Stored data entries:
━━━━━━
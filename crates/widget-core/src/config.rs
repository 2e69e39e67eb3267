//! Host-supplied widget configuration.
//!
//! The host embeds one configuration object per page. It is read once,
//! validated, and immutable afterwards. Every theme field defaults
//! independently, so a host can override a single color without losing
//! the rest of the defaults.

use serde::Deserialize;

use crate::error::WidgetError;

/// Corner of the host page the widget anchors to.
#[derive(Debug, Clone, Copy, PartialEq, Eq, Default, Deserialize)]
#[serde(rename_all = "kebab-case")]
pub enum Position {
    #[default]
    BottomRight,
    BottomLeft,
    TopRight,
    TopLeft,
}

impl Position {
    /// CSS-friendly name, matching the wire spelling.
    pub fn as_str(&self) -> &'static str {
        match self {
            Position::BottomRight => "bottom-right",
            Position::BottomLeft => "bottom-left",
            Position::TopRight => "top-right",
            Position::TopLeft => "top-left",
        }
    }
}

/// Visual theme, merged field-by-field over these defaults.
#[derive(Debug, Clone, PartialEq, Eq)]
pub struct Theme {
    /// Accent color for the launcher button and header.
    pub primary_color: String,
    /// Secondary accent, used for hover and user message bubbles.
    pub secondary_color: String,
    /// Text color on primary-colored surfaces.
    pub text_color: String,
    /// Corner radius for the panel and bubbles.
    pub border_radius: String,
    /// Font stack for all widget text.
    pub font_family: String,
    /// Base font size.
    pub font_size: String,
}

impl Default for Theme {
    fn default() -> Self {
        Self {
            primary_color: "#3b82f6".to_string(),
            secondary_color: "#1e40af".to_string(),
            text_color: "#ffffff".to_string(),
            border_radius: "12px".to_string(),
            font_family: "system-ui, -apple-system, sans-serif".to_string(),
            font_size: "14px".to_string(),
        }
    }
}

/// Partial theme as supplied by the host. Every field is optional;
/// missing fields take the documented default.
#[derive(Debug, Clone, Default, Deserialize)]
#[serde(rename_all = "camelCase")]
pub struct ThemeOverrides {
    pub primary_color: Option<String>,
    pub secondary_color: Option<String>,
    pub text_color: Option<String>,
    pub border_radius: Option<String>,
    pub font_family: Option<String>,
    pub font_size: Option<String>,
}

impl ThemeOverrides {
    /// Merge these overrides over the default theme, field by field.
    pub fn resolve(self) -> Theme {
        let defaults = Theme::default();
        Theme {
            primary_color: self.primary_color.unwrap_or(defaults.primary_color),
            secondary_color: self.secondary_color.unwrap_or(defaults.secondary_color),
            text_color: self.text_color.unwrap_or(defaults.text_color),
            border_radius: self.border_radius.unwrap_or(defaults.border_radius),
            font_family: self.font_family.unwrap_or(defaults.font_family),
            font_size: self.font_size.unwrap_or(defaults.font_size),
        }
    }
}

/// Resolved widget configuration.
///
/// Built through [`WidgetConfigBuilder`] or [`WidgetConfig::from_json`].
/// `bot_id` is the only required field; a missing or empty `bot_id` is a
/// fatal configuration error and nothing mounts.
#[derive(Debug, Clone)]
pub struct WidgetConfig {
    /// Identifies the chatbot; required.
    pub bot_id: String,
    /// Backend base URL. Default: `https://api.npobots.com`.
    pub api_url: String,
    /// Corner anchor. Default: bottom-right.
    pub position: Position,
    /// Resolved visual theme.
    pub theme: Theme,
    /// Extra CSS appended after the generated stylesheet.
    pub custom_css: Option<String>,
    /// Enables debug logging of swallowed failures.
    pub debug: bool,
    /// Host-level contact email override.
    pub email: Option<String>,
    /// Host-level contact phone override.
    pub phone: Option<String>,
}

/// Default backend base URL.
pub const DEFAULT_API_URL: &str = "https://api.npobots.com";

impl WidgetConfig {
    /// Create a new config builder.
    pub fn builder(bot_id: impl Into<String>) -> WidgetConfigBuilder {
        WidgetConfigBuilder::new(bot_id)
    }

    /// Parse a host-supplied JSON configuration object.
    ///
    /// This is the Rust counterpart of the page-global config object the
    /// embed script reads at load time.
    pub fn from_json(raw: &str) -> Result<Self, WidgetError> {
        let raw: RawConfig = serde_json::from_str(raw)
            .map_err(|e| WidgetError::Configuration(format!("invalid config JSON: {}", e)))?;

        let mut builder = WidgetConfigBuilder::new(raw.bot_id.unwrap_or_default());
        if let Some(api_url) = raw.api_url {
            builder = builder.api_url(api_url);
        }
        if let Some(position) = raw.position {
            builder = builder.position(position);
        }
        builder.theme_overrides = raw.theme.unwrap_or_default();
        builder.custom_css = raw.custom_css;
        builder.debug = raw.debug.unwrap_or(false);
        builder.email = raw.email;
        builder.phone = raw.phone;
        builder.build()
    }
}

#[derive(Debug, Deserialize)]
#[serde(rename_all = "camelCase")]
struct RawConfig {
    bot_id: Option<String>,
    api_url: Option<String>,
    position: Option<Position>,
    theme: Option<ThemeOverrides>,
    custom_css: Option<String>,
    debug: Option<bool>,
    email: Option<String>,
    phone: Option<String>,
}

/// Builder for [`WidgetConfig`].
#[derive(Debug)]
pub struct WidgetConfigBuilder {
    bot_id: String,
    api_url: String,
    position: Position,
    theme_overrides: ThemeOverrides,
    custom_css: Option<String>,
    debug: bool,
    email: Option<String>,
    phone: Option<String>,
}

impl WidgetConfigBuilder {
    /// Start a builder for the given bot id.
    pub fn new(bot_id: impl Into<String>) -> Self {
        Self {
            bot_id: bot_id.into(),
            api_url: DEFAULT_API_URL.to_string(),
            position: Position::default(),
            theme_overrides: ThemeOverrides::default(),
            custom_css: None,
            debug: false,
            email: None,
            phone: None,
        }
    }

    /// Set the backend base URL.
    pub fn api_url(mut self, url: impl Into<String>) -> Self {
        self.api_url = url.into();
        self
    }

    /// Set the corner anchor.
    pub fn position(mut self, position: Position) -> Self {
        self.position = position;
        self
    }

    /// Override the primary color.
    pub fn primary_color(mut self, color: impl Into<String>) -> Self {
        self.theme_overrides.primary_color = Some(color.into());
        self
    }

    /// Override the secondary color.
    pub fn secondary_color(mut self, color: impl Into<String>) -> Self {
        self.theme_overrides.secondary_color = Some(color.into());
        self
    }

    /// Override the text color.
    pub fn text_color(mut self, color: impl Into<String>) -> Self {
        self.theme_overrides.text_color = Some(color.into());
        self
    }

    /// Override the border radius.
    pub fn border_radius(mut self, radius: impl Into<String>) -> Self {
        self.theme_overrides.border_radius = Some(radius.into());
        self
    }

    /// Override the font family.
    pub fn font_family(mut self, family: impl Into<String>) -> Self {
        self.theme_overrides.font_family = Some(family.into());
        self
    }

    /// Override the font size.
    pub fn font_size(mut self, size: impl Into<String>) -> Self {
        self.theme_overrides.font_size = Some(size.into());
        self
    }

    /// Append custom CSS after the generated stylesheet.
    pub fn custom_css(mut self, css: impl Into<String>) -> Self {
        self.custom_css = Some(css.into());
        self
    }

    /// Enable debug logging of swallowed failures.
    pub fn debug(mut self, debug: bool) -> Self {
        self.debug = debug;
        self
    }

    /// Set the host-level contact email.
    pub fn email(mut self, email: impl Into<String>) -> Self {
        self.email = Some(email.into());
        self
    }

    /// Set the host-level contact phone.
    pub fn phone(mut self, phone: impl Into<String>) -> Self {
        self.phone = Some(phone.into());
        self
    }

    /// Validate and resolve the configuration.
    ///
    /// Fails with [`WidgetError::Configuration`] when `bot_id` is empty.
    pub fn build(self) -> Result<WidgetConfig, WidgetError> {
        if self.bot_id.trim().is_empty() {
            return Err(WidgetError::Configuration(
                "botId is required; widget will not mount".to_string(),
            ));
        }

        Ok(WidgetConfig {
            bot_id: self.bot_id,
            api_url: self.api_url.trim_end_matches('/').to_string(),
            position: self.position,
            theme: self.theme_overrides.resolve(),
            custom_css: self.custom_css,
            debug: self.debug,
            email: self.email,
            phone: self.phone,
        })
    }
}

#[cfg(test)]
mod tests {
    use super::*;

    #[test]
    fn test_defaults() {
        let config = WidgetConfig::builder("bot-123").build().unwrap();

        assert_eq!(config.bot_id, "bot-123");
        assert_eq!(config.api_url, DEFAULT_API_URL);
        assert_eq!(config.position, Position::BottomRight);
        assert_eq!(config.theme.primary_color, "#3b82f6");
        assert_eq!(config.theme.border_radius, "12px");
        assert!(config.custom_css.is_none());
        assert!(!config.debug);
    }

    #[test]
    fn test_missing_bot_id_is_fatal() {
        let result = WidgetConfig::builder("").build();
        assert!(matches!(result, Err(WidgetError::Configuration(_))));

        let result = WidgetConfig::builder("   ").build();
        assert!(matches!(result, Err(WidgetError::Configuration(_))));
    }

    #[test]
    fn test_theme_merges_field_by_field() {
        let config = WidgetConfig::builder("bot-123")
            .primary_color("#ff0000")
            .font_size("16px")
            .build()
            .unwrap();

        assert_eq!(config.theme.primary_color, "#ff0000");
        assert_eq!(config.theme.font_size, "16px");
        // Untouched fields keep their defaults
        assert_eq!(config.theme.secondary_color, "#1e40af");
        assert_eq!(config.theme.border_radius, "12px");
    }

    #[test]
    fn test_api_url_trailing_slash_trimmed() {
        let config = WidgetConfig::builder("bot-123")
            .api_url("https://example.org/api/")
            .build()
            .unwrap();
        assert_eq!(config.api_url, "https://example.org/api");
    }

    #[test]
    fn test_from_json_full() {
        let raw = r##"{
            "botId": "bot-42",
            "apiUrl": "https://api.example.org",
            "position": "top-left",
            "theme": {"primaryColor": "#112233", "borderRadius": "4px"},
            "customCss": ".npo-bots-root { margin: 0; }",
            "debug": true,
            "email": "hello@example.org"
        }"##;

        let config = WidgetConfig::from_json(raw).unwrap();
        assert_eq!(config.bot_id, "bot-42");
        assert_eq!(config.api_url, "https://api.example.org");
        assert_eq!(config.position, Position::TopLeft);
        assert_eq!(config.theme.primary_color, "#112233");
        assert_eq!(config.theme.border_radius, "4px");
        assert_eq!(config.theme.text_color, "#ffffff");
        assert!(config.debug);
        assert_eq!(config.email.as_deref(), Some("hello@example.org"));
    }

    #[test]
    fn test_from_json_missing_bot_id() {
        let result = WidgetConfig::from_json(r#"{"apiUrl": "https://x.org"}"#);
        assert!(matches!(result, Err(WidgetError::Configuration(_))));
    }

    #[test]
    fn test_from_json_invalid() {
        let result = WidgetConfig::from_json("not json");
        assert!(matches!(result, Err(WidgetError::Configuration(_))));
    }
}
━━━━━━
WORK TO COMPLETE:
What is needed is one number: how many lines of the records above contain the word "logging".

OUTPUT OF THE EXERCISE:
2